The freeze-drying method offers an environmentally friendly burial transforming corpses into organic compost. Traditional burials and cremations hurt the environment by polluting air and water, as a corpse buried in a coffin will take many years to decompose completely.

Under the new method, the corpse is taken to a temperature of minus 196 degrees Celsius in a liquid nitrogen bath and the body is broken down into a rough powder through mechanical vibrations.

The remains are then dehydrated and cleared of any metal, reducing a body weighing 75 kilograms (165 pounds) in life to 25 kilograms (55 pounds) of pink-beige powder, plus the remains of the coffin.

The whole process takes place in a facility resembling a crematorium and lasts for about two hours.

Swedish legislation would need to be changed in order to legalise the method.

"We will have to put forward a proposal to change the burial law," the minister said, adding that many of Sweden's bishops shared her positive view.

The Lutheran Church of Sweden has been pushing for the legalisation of the new method for years.

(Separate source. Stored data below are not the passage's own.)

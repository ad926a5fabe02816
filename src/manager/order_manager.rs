use std::str::FromStr;

use tracing::info;

use super::chat_manager::{fetch_message, get_or_create_channel, insert_message};
use super::{CustomerOrder, Order, OrderStatus, StaffOrder};
use crate::error::{AppError, AppResult};
use crate::realtime::{Gateway, RealtimeEvent};

/// Which status changes staff may make.
#[derive(Debug, Clone, Copy, Default, PartialEq, Eq)]
pub enum StatusPolicy {
    /// Any status may follow any other.
    #[default]
    Permissive,
    /// pending -> in_progress | rejected, in_progress -> completed | rejected.
    /// A status may always be set again; completed and rejected orders
    /// accept nothing else.
    Strict,
}

impl StatusPolicy {
    pub fn allows(self, from: OrderStatus, to: OrderStatus) -> bool {
        use OrderStatus::*;

        match self {
            StatusPolicy::Permissive => true,
            StatusPolicy::Strict => {
                from == to
                    || matches!(
                        (from, to),
                        (Pending, InProgress)
                            | (Pending, Rejected)
                            | (InProgress, Completed)
                            | (InProgress, Rejected)
                    )
            }
        }
    }
}

impl FromStr for StatusPolicy {
    type Err = String;

    fn from_str(s: &str) -> Result<Self, Self::Err> {
        match s.trim().to_ascii_lowercase().as_str() {
            "permissive" => Ok(StatusPolicy::Permissive),
            "strict" => Ok(StatusPolicy::Strict),
            other => Err(format!("expected 'permissive' or 'strict', got '{other}'")),
        }
    }
}

pub struct NewOrder<'a> {
    pub service_id: i64,
    pub phone: &'a str,
    pub address: &'a str,
    pub description: &'a str,
}

/// What a status update did besides changing the status.
#[derive(Debug, Clone, PartialEq, Eq)]
pub struct StatusUpdate {
    pub order_id: i64,
    pub status: OrderStatus,
    pub chat_id: Option<i64>,
    pub chat_created: bool,
    pub message_id: Option<i64>,
}

pub struct OrderManager<'a> {
    pool: &'a sqlx::SqlitePool,
    gateway: &'a Gateway,
    policy: StatusPolicy,
}

impl<'a> OrderManager<'a> {
    pub fn new(pool: &'a sqlx::SqlitePool, gateway: &'a Gateway) -> Self {
        Self {
            pool,
            gateway,
            policy: StatusPolicy::default(),
        }
    }

    pub fn with_policy(mut self, policy: StatusPolicy) -> Self {
        self.policy = policy;
        self
    }
}

impl OrderManager<'_> {
    pub async fn create_order(&self, customer_id: i64, order: NewOrder<'_>) -> AppResult<i64> {
        let phone = order.phone.trim();
        let address = order.address.trim();
        if phone.is_empty() || address.is_empty() {
            return Err(AppError::Validation(
                "Phone and address are required".to_string(),
            ));
        }

        let active: Option<bool> = sqlx::query_scalar("SELECT is_active FROM services WHERE id = ?")
            .bind(order.service_id)
            .fetch_optional(self.pool)
            .await?;
        if active != Some(true) {
            return Err(AppError::NotFound("service"));
        }

        let order_id = sqlx::query(
            r#"
INSERT INTO orders (user_id, service_id, user_phone, user_address, description, status)
VALUES (?, ?, ?, ?, ?, ?)
            "#,
        )
        .bind(customer_id)
        .bind(order.service_id)
        .bind(phone)
        .bind(address)
        .bind(order.description.trim())
        .bind(OrderStatus::Pending)
        .execute(self.pool)
        .await?
        .last_insert_rowid();

        info!(order_id, customer_id, service_id = order.service_id, "order created");
        Ok(order_id)
    }

    pub async fn list_for_customer(&self, customer_id: i64) -> AppResult<Vec<CustomerOrder>> {
        Ok(sqlx::query_as::<_, CustomerOrder>(
            r#"
SELECT o.*, s.name AS service_name, s.price, c.id AS chat_id
FROM orders o
JOIN services s ON o.service_id = s.id
LEFT JOIN chats c ON o.id = c.order_id
WHERE o.user_id = ?
ORDER BY o.created_at DESC, o.id DESC
            "#,
        )
        .bind(customer_id)
        .fetch_all(self.pool)
        .await?)
    }

    pub async fn list_all(&self) -> AppResult<Vec<StaffOrder>> {
        Ok(sqlx::query_as::<_, StaffOrder>(
            r#"
SELECT o.*, u.name AS user_name, u.email, s.name AS service_name
FROM orders o
JOIN users u ON o.user_id = u.id
JOIN services s ON o.service_id = s.id
ORDER BY o.created_at DESC, o.id DESC
            "#,
        )
        .fetch_all(self.pool)
        .await?)
    }

    /// Moves an order to `status` on behalf of `staff_id`.
    ///
    /// Entering `in_progress` provisions the order's chat (the first staff
    /// member to do so becomes the customer's counterpart for good) and, when
    /// a note is given, posts it there as the staff member's message. The
    /// status change, the chat and the message commit together; the push to
    /// the customer happens only after the commit.
    pub async fn update_status(
        &self,
        order_id: i64,
        status: OrderStatus,
        note: Option<&str>,
        staff_id: i64,
    ) -> AppResult<StatusUpdate> {
        let note = note.map(str::trim).filter(|n| !n.is_empty());
        let mut tx = self.pool.begin().await?;

        // Write first: the transaction holds the write lock from its first
        // statement and never has to upgrade a read lock.
        let order = sqlx::query_as::<_, Order>(
            "UPDATE orders SET updated_at = CURRENT_TIMESTAMP WHERE id = ? RETURNING *",
        )
        .bind(order_id)
        .fetch_optional(&mut *tx)
        .await?
        .ok_or(AppError::NotFound("order"))?;

        if !self.policy.allows(order.status, status) {
            return Err(AppError::Validation(format!(
                "Cannot move order from {} to {}",
                order.status, status
            )));
        }

        sqlx::query(
            "UPDATE orders SET status = ?, staff_note = ?, updated_at = CURRENT_TIMESTAMP WHERE id = ?",
        )
        .bind(status)
        .bind(note)
        .bind(order_id)
        .execute(&mut *tx)
        .await?;

        let mut update = StatusUpdate {
            order_id,
            status,
            chat_id: None,
            chat_created: false,
            message_id: None,
        };
        let mut seeded = None;

        if status == OrderStatus::InProgress {
            let (channel, created) =
                get_or_create_channel(&mut *tx, order.id, order.user_id, staff_id).await?;
            update.chat_id = Some(channel.id);
            update.chat_created = created;

            if let Some(note) = note {
                let message_id = insert_message(&mut *tx, channel.id, staff_id, note).await?;
                let message = fetch_message(&mut *tx, message_id).await?;
                update.message_id = Some(message_id);
                seeded = Some((channel, message));
            }
        }

        tx.commit().await?;
        info!(
            order_id,
            from = %order.status,
            to = %status,
            staff_id,
            chat_id = ?update.chat_id,
            chat_created = update.chat_created,
            "order status updated"
        );

        if let Some((channel, message)) = seeded {
            self.gateway.push(
                channel.customer_id,
                &RealtimeEvent::new_message(channel.id, message),
            );
        }

        Ok(update)
    }
}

"Finally! We have been in touch with the culture ministry over and over again," Karin de Fine Licht, a lawyer for the church told the paper.

Ten frozen bodies are already waiting to be buried as soon as the new method is approved, the paper said.

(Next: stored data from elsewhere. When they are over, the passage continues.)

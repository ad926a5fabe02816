use std::sync::Arc;

use axum::{
    async_trait,
    extract::FromRequestParts,
    http::request::Parts,
    response::{IntoResponse, Redirect, Response},
};
use axum_extra::extract::cookie::{Cookie, CookieJar, SameSite};

use crate::error::AppError;
use crate::manager::{
    session_manager::{self, SessionId, SessionManager},
    User,
};
use crate::{AppState, SESSION_ID_KEY};

pub fn session_cookie(session_id: SessionId, secure: bool) -> Cookie<'static> {
    Cookie::build(SESSION_ID_KEY, session_id.0)
        .http_only(true)
        .secure(secure)
        .same_site(SameSite::Strict)
        .path("/")
        .finish()
}

pub fn removal_cookie() -> Cookie<'static> {
    let mut cookie = Cookie::named(SESSION_ID_KEY);
    cookie.set_path("/");
    cookie
}

pub fn session_id_from(jar: &CookieJar) -> Option<SessionId> {
    jar.get(SESSION_ID_KEY)
        .map(|cookie| cookie.value().to_owned())
        .filter(|value| !value.is_empty())
        .map(SessionId)
}

async fn resolve_user(parts: &Parts, state: &AppState) -> Result<User, AppError> {
    let jar = CookieJar::from_headers(&parts.headers);
    let session_id = session_id_from(&jar).ok_or(AppError::AuthenticationRequired)?;

    match SessionManager::new(&state.pool).get_user(&session_id).await {
        Ok(user) => Ok(user),
        Err(session_manager::Error::DoesNotExist) => Err(AppError::AuthenticationRequired),
        Err(session_manager::Error::DatabaseError(e)) => Err(AppError::Persistence(e)),
    }
}

/// Any signed-in user, for data routes.
pub struct AuthUser(pub User);

#[async_trait]
impl FromRequestParts<Arc<AppState>> for AuthUser {
    type Rejection = AppError;

    async fn from_request_parts(
        parts: &mut Parts,
        state: &Arc<AppState>,
    ) -> Result<Self, Self::Rejection> {
        resolve_user(parts, state).await.map(AuthUser)
    }
}

/// A signed-in staff member, for data routes.
pub struct StaffUser(pub User);

#[async_trait]
impl FromRequestParts<Arc<AppState>> for StaffUser {
    type Rejection = AppError;

    async fn from_request_parts(
        parts: &mut Parts,
        state: &Arc<AppState>,
    ) -> Result<Self, Self::Rejection> {
        let user = resolve_user(parts, state).await?;
        if !user.is_staff() {
            return Err(AppError::AccessDenied);
        }
        Ok(StaffUser(user))
    }
}

/// A signed-in user for page routes; anyone else is sent to the login page.
pub struct PageUser(pub User);

#[async_trait]
impl FromRequestParts<Arc<AppState>> for PageUser {
    type Rejection = Response;

    async fn from_request_parts(
        parts: &mut Parts,
        state: &Arc<AppState>,
    ) -> Result<Self, Self::Rejection> {
        match resolve_user(parts, state).await {
            Ok(user) => Ok(PageUser(user)),
            Err(AppError::AuthenticationRequired) => Err(Redirect::to("/login").into_response()),
            Err(e) => Err(e.into_response()),
        }
    }
}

Swedish biologist Susanne Wiigh and her company Promessa have specialised in the freeze-drying method, and the company has applied for patents in 35 countries.

The Church of Sweden holds a five percent stake in Promessa alongside Wiigh's 42 percent. Industrial gases company AGA Gas, part of Germany's Linde group, has taken a controlling stake of 53 percent in the company.

Promessa has promoted the idea of using the human remains, like compost, to feed plants and shrubs.